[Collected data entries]
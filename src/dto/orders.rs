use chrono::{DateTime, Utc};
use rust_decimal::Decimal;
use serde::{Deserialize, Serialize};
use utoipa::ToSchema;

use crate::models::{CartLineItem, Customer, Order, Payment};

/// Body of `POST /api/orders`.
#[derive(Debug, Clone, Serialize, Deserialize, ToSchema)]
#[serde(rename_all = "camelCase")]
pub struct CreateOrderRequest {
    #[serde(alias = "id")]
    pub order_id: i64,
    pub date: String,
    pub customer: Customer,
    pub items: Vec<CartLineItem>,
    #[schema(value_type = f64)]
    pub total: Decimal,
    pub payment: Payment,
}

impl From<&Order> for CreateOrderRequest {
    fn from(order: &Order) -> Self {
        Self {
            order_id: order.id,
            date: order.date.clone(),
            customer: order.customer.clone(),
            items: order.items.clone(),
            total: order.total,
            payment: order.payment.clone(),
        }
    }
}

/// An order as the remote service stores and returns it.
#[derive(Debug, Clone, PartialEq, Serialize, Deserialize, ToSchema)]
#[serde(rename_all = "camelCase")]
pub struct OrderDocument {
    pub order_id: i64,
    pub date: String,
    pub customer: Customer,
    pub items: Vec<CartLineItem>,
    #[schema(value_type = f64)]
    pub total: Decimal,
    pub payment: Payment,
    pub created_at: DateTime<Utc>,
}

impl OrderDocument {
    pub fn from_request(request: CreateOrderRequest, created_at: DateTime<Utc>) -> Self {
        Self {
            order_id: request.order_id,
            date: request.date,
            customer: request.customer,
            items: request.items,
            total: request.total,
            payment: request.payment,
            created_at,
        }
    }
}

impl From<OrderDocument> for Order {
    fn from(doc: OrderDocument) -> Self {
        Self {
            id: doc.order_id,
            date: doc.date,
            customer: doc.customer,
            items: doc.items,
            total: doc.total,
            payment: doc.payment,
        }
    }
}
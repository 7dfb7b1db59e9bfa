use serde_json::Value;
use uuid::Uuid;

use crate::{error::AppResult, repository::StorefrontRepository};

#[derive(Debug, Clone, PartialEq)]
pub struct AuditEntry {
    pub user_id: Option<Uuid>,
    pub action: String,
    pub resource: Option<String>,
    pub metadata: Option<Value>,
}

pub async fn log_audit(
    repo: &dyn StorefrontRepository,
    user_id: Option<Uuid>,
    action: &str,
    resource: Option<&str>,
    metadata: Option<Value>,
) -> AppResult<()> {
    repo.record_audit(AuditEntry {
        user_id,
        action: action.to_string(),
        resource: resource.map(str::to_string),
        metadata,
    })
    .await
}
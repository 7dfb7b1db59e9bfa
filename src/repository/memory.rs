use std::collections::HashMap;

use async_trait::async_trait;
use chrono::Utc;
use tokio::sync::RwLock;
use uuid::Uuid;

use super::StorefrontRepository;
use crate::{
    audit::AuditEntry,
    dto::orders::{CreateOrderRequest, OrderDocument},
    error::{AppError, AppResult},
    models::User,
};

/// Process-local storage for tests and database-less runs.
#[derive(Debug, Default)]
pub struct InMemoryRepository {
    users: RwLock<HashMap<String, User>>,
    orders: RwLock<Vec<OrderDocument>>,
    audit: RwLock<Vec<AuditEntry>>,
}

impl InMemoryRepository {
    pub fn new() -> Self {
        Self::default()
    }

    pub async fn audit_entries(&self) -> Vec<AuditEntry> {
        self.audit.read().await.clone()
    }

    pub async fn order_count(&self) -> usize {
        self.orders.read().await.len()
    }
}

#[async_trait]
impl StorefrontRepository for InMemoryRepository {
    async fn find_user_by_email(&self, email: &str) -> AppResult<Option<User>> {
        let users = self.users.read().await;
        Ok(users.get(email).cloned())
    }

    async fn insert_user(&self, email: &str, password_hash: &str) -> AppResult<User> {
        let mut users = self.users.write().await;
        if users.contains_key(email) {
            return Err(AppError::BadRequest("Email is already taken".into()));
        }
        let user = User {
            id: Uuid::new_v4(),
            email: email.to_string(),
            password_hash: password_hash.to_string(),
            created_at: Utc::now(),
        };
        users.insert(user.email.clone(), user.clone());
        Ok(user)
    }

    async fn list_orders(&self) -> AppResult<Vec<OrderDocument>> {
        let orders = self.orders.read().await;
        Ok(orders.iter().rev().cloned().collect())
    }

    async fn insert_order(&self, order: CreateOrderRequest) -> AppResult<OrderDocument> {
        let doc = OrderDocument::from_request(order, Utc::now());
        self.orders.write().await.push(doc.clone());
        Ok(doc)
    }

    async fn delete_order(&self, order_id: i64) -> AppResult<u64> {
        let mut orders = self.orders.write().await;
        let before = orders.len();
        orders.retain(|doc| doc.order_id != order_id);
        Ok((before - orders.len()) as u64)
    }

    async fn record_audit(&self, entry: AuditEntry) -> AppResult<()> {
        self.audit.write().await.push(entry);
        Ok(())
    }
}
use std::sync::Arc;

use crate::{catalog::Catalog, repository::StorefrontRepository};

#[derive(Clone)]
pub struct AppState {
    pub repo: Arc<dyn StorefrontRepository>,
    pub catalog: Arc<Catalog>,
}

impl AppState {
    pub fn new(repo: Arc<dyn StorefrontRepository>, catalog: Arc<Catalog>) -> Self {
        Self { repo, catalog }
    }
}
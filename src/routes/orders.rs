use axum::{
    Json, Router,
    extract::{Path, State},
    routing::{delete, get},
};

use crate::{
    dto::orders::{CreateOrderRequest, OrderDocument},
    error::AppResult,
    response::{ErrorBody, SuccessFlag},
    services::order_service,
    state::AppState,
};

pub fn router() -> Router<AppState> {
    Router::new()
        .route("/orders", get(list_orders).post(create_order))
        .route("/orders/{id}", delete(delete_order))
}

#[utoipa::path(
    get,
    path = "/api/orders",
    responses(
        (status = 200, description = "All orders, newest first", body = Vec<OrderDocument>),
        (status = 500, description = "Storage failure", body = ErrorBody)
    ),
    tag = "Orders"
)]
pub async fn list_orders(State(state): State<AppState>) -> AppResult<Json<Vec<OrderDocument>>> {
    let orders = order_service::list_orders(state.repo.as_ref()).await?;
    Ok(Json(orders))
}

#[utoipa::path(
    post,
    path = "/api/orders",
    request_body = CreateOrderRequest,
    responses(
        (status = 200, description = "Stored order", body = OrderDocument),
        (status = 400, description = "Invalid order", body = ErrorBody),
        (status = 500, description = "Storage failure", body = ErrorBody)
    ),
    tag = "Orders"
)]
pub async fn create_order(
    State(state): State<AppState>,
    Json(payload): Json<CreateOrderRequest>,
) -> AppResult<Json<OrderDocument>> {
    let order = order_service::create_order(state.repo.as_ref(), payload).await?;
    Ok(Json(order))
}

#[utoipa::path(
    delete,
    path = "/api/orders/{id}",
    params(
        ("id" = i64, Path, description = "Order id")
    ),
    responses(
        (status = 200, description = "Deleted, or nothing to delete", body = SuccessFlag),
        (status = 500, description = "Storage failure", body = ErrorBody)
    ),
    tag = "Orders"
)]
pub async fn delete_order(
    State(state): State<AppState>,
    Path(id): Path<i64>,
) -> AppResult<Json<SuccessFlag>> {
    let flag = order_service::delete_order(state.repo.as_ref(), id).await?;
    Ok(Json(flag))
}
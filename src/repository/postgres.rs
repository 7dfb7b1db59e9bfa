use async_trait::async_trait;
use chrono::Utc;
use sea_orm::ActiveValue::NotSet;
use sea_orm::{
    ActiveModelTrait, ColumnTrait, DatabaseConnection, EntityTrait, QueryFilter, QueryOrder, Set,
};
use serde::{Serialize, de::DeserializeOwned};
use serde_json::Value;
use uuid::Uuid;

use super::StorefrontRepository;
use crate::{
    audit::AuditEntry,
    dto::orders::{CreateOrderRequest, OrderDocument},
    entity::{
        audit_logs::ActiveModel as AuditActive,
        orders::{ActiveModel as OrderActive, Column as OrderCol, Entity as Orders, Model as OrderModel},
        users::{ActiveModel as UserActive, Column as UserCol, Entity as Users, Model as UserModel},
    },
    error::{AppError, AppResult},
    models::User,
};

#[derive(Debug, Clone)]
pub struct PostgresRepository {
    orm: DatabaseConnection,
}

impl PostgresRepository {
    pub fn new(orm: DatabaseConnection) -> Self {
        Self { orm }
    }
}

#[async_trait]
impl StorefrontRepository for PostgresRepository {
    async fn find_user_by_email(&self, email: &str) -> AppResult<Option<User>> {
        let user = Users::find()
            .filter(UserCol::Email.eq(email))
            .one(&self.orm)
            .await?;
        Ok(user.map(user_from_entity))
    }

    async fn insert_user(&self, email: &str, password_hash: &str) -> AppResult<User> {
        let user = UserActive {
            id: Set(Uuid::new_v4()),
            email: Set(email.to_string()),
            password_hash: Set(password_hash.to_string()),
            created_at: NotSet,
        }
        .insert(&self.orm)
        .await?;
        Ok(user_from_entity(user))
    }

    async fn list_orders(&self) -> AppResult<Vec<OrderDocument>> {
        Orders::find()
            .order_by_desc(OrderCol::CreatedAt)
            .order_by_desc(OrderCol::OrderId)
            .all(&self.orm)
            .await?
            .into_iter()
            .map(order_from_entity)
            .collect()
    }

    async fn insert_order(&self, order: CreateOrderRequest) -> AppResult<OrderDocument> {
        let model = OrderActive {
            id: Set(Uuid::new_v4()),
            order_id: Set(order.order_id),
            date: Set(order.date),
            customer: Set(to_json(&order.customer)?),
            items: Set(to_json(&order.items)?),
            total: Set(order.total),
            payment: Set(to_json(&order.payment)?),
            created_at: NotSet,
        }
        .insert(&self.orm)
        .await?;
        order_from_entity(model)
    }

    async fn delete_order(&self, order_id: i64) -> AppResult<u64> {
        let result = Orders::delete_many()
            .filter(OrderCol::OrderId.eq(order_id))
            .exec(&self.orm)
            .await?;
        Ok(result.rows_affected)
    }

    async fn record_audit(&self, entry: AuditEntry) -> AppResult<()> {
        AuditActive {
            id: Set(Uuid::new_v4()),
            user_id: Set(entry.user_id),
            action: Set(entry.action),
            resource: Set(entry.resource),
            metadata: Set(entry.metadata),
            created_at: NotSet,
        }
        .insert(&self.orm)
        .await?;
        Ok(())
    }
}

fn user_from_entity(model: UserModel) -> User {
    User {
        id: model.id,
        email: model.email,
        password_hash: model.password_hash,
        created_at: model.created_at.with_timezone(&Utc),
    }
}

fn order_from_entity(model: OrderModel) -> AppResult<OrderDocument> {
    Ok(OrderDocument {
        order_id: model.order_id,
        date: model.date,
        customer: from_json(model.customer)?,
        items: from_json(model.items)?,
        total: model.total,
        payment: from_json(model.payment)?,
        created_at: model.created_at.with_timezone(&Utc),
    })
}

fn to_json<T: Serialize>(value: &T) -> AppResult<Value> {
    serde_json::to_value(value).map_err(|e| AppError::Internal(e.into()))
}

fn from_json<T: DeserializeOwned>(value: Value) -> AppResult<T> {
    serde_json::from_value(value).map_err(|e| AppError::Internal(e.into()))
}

...

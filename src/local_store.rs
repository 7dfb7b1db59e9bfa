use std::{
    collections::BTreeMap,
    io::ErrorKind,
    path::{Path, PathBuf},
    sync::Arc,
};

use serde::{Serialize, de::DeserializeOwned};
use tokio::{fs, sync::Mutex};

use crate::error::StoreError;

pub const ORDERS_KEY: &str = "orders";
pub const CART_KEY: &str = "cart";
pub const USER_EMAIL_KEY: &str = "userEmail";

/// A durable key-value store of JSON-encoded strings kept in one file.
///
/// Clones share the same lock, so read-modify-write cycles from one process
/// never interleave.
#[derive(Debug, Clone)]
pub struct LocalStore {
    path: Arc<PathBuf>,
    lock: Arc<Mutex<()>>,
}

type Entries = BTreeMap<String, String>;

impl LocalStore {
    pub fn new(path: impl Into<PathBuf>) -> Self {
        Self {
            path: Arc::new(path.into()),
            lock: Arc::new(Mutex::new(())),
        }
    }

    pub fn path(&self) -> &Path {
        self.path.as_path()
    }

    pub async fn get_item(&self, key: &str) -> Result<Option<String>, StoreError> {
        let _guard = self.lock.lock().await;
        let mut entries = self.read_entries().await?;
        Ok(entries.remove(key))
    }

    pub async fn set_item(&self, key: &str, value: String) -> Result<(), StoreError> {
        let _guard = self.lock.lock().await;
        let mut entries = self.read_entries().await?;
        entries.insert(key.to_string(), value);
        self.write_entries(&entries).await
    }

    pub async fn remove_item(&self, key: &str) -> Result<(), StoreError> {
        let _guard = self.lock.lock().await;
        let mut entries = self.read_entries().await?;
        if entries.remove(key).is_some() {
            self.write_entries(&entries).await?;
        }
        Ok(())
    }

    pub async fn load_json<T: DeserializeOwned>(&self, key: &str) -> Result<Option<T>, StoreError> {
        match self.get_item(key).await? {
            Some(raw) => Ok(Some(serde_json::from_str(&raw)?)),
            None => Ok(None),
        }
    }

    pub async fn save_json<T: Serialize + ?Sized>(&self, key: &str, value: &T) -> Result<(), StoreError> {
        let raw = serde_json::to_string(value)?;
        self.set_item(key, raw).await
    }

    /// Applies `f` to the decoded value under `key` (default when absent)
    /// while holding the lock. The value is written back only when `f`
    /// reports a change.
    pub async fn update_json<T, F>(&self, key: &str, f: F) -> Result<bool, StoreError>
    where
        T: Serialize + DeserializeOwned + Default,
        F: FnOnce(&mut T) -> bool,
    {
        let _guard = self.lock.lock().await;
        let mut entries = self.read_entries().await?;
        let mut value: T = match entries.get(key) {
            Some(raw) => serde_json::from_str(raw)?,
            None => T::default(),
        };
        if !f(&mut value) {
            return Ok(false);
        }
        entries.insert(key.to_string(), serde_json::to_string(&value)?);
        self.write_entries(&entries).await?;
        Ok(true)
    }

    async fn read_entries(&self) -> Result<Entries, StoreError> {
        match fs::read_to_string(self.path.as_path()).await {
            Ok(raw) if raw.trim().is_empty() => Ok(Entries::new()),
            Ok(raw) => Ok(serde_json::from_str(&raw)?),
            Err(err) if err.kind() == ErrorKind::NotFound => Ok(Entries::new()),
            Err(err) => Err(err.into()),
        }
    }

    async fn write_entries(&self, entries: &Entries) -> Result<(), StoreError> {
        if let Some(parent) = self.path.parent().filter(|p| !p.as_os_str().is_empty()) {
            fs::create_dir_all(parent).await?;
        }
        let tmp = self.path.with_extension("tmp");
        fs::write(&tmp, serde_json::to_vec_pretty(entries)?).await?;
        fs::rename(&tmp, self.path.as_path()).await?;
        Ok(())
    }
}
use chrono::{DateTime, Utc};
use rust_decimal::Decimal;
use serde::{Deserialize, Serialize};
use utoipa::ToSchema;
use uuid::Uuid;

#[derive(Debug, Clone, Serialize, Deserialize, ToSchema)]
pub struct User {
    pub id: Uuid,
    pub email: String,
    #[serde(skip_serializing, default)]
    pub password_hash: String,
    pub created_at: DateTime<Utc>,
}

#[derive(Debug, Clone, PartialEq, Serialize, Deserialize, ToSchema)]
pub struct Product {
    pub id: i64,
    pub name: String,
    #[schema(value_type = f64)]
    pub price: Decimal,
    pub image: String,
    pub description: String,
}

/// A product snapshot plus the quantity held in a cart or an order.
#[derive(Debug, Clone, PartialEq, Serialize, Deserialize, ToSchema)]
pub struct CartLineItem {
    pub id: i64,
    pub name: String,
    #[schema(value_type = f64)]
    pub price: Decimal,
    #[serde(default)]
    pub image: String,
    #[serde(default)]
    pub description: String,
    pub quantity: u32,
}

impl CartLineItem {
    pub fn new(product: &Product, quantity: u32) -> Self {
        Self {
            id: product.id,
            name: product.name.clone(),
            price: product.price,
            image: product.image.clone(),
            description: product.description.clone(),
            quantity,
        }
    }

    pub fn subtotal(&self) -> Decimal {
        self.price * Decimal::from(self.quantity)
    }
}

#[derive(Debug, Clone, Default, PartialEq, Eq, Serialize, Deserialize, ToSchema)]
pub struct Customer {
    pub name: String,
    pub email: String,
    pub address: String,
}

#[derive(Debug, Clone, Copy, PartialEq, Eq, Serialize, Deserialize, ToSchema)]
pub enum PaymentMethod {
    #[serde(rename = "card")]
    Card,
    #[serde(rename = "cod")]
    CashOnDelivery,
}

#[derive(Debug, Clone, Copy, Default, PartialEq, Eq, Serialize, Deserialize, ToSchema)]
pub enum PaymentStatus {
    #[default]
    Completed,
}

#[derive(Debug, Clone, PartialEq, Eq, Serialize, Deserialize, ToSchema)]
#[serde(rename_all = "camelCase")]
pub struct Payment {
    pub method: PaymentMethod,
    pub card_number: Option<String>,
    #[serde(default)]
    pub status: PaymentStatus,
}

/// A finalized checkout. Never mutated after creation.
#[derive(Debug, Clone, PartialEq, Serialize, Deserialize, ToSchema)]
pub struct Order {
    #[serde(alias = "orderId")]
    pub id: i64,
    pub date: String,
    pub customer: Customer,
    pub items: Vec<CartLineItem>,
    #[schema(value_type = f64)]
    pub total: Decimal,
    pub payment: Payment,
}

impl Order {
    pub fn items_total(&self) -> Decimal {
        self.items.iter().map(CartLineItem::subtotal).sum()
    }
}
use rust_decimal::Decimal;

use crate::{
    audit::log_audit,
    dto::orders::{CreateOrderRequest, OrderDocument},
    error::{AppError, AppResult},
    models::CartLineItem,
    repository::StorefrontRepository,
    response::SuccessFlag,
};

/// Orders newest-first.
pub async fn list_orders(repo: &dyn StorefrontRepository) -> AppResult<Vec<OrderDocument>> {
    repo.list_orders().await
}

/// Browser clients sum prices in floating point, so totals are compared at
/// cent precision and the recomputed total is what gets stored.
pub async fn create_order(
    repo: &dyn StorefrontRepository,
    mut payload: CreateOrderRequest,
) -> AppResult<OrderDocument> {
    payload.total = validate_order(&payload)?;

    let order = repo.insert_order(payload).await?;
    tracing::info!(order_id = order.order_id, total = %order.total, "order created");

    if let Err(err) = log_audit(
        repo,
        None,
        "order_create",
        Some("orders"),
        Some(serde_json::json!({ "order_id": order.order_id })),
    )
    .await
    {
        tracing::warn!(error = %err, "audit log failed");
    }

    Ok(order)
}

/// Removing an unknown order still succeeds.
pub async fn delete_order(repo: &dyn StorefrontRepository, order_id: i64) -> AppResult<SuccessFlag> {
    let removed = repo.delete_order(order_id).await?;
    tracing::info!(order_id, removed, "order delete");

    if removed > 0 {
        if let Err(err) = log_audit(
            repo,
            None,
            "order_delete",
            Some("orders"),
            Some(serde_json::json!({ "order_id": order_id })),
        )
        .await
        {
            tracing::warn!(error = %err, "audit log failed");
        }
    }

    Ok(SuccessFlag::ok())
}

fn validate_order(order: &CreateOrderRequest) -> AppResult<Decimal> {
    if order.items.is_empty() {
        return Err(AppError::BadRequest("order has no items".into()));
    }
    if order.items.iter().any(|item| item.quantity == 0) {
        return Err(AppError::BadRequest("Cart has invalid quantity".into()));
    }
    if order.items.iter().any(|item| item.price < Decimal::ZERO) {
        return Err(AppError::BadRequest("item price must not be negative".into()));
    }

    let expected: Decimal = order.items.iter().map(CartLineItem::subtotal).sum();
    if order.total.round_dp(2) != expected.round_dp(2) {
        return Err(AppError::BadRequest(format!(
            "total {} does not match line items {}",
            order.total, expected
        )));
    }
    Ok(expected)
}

WORK INSTRUCTION
Only one stretch of the data above is needed. Restate it word for word, from the line containing "type Entries = BTreeMap<String, String>;" through the line containing "pub async fn get_item(&self, key: &str)", both ends included.

YOUR SOLUTION
type Entries = BTreeMap<String, String>;

impl LocalStore {
    pub fn new(path: impl Into<PathBuf>) -> Self {
        Self {
            path: Arc::new(path.into()),
            lock: Arc::new(Mutex::new(())),
        }
    }

    pub fn path(&self) -> &Path {
        self.path.as_path()
    }

    pub async fn get_item(&self, key: &str) -> Result<Option<String>, StoreError> {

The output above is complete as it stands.